• **Problem requirements**: Please count the lines in the listing below where the word "sits" appears. Give the number only.

• **Provided material**:
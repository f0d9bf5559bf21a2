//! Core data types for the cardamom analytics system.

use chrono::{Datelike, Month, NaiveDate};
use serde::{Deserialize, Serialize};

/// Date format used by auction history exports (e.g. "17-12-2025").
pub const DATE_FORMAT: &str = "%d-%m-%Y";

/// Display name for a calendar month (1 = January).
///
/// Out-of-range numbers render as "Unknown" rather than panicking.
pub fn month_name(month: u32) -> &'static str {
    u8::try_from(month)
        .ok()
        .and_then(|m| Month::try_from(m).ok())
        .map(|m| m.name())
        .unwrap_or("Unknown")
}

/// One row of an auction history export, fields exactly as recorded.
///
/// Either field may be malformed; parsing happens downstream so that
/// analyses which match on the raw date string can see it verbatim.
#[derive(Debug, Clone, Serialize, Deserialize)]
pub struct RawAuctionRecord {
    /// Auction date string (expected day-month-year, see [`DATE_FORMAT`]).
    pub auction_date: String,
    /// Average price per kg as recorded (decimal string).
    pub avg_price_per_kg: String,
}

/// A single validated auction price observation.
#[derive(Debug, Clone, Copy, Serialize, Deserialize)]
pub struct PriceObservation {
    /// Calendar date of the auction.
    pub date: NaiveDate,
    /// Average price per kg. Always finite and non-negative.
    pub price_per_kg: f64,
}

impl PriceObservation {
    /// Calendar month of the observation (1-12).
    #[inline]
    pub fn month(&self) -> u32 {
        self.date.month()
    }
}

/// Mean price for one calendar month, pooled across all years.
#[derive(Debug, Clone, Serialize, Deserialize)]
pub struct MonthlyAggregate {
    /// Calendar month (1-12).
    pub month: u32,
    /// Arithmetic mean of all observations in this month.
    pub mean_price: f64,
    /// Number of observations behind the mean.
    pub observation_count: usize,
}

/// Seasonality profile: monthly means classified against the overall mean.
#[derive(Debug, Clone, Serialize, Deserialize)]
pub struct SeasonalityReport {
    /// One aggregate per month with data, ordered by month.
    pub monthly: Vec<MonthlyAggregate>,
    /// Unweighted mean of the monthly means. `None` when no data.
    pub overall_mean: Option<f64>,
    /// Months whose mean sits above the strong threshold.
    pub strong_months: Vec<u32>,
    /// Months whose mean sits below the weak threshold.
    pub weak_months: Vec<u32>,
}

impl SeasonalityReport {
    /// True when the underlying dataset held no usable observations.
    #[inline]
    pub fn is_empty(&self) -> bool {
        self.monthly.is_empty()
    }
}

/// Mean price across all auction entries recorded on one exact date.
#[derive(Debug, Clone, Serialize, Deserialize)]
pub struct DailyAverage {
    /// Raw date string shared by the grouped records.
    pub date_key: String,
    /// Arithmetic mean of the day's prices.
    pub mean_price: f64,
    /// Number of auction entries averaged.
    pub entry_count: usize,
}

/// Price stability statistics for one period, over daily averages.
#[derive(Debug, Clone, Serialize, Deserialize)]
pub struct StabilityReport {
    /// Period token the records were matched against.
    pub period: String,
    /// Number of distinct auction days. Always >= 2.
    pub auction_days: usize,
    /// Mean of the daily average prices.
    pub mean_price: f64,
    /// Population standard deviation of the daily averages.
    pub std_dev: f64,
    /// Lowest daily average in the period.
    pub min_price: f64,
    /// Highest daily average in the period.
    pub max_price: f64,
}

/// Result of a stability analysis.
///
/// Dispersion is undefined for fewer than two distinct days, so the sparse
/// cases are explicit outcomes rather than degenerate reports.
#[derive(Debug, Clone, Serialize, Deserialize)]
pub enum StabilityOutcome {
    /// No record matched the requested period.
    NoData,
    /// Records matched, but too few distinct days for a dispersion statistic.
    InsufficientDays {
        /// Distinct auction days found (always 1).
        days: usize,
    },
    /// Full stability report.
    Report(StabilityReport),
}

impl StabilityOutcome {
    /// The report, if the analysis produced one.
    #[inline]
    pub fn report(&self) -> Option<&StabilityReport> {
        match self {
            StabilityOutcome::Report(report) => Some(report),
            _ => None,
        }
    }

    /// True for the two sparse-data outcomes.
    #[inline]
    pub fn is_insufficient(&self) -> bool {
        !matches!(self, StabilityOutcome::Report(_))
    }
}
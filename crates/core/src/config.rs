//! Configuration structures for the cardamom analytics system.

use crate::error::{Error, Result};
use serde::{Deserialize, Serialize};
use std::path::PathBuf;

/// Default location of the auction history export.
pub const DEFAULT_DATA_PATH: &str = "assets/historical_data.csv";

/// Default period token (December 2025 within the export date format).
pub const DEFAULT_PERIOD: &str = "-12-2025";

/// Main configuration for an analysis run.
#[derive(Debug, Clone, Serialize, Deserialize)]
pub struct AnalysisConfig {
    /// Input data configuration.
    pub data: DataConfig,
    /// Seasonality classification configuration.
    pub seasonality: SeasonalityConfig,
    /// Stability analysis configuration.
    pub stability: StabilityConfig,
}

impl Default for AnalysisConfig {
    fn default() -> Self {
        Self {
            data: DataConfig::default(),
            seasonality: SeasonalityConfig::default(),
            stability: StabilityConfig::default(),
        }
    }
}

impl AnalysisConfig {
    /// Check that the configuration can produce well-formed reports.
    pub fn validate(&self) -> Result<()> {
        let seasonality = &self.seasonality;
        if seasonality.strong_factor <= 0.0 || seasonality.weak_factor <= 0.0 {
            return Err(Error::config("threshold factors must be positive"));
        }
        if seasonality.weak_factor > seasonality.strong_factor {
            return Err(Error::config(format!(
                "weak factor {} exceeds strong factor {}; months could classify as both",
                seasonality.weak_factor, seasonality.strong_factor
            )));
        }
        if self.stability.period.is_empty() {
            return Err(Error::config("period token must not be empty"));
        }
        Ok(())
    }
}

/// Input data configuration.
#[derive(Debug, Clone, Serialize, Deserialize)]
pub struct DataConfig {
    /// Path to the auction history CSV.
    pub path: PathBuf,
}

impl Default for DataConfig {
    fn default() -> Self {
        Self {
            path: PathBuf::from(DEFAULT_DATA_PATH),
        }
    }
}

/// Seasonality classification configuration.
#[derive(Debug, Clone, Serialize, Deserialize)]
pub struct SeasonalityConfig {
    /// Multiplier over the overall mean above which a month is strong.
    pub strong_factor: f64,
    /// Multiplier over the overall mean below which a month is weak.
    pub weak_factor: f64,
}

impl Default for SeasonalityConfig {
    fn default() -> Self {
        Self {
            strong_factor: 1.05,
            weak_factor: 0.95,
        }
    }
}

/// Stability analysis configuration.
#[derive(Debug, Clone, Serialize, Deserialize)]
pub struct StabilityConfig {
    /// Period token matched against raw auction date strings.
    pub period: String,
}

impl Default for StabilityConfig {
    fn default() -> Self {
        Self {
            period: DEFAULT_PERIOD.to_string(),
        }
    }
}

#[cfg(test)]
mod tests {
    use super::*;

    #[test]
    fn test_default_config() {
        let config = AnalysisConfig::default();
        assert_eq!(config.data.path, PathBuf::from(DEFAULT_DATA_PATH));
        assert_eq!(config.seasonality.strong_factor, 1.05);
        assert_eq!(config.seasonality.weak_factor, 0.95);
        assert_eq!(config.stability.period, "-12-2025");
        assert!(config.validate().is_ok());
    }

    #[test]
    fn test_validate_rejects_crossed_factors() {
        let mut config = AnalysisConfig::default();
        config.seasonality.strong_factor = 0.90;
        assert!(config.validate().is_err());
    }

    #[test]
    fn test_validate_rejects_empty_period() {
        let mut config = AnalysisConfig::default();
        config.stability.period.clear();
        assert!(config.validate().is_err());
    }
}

• **Output for this exercise**: 2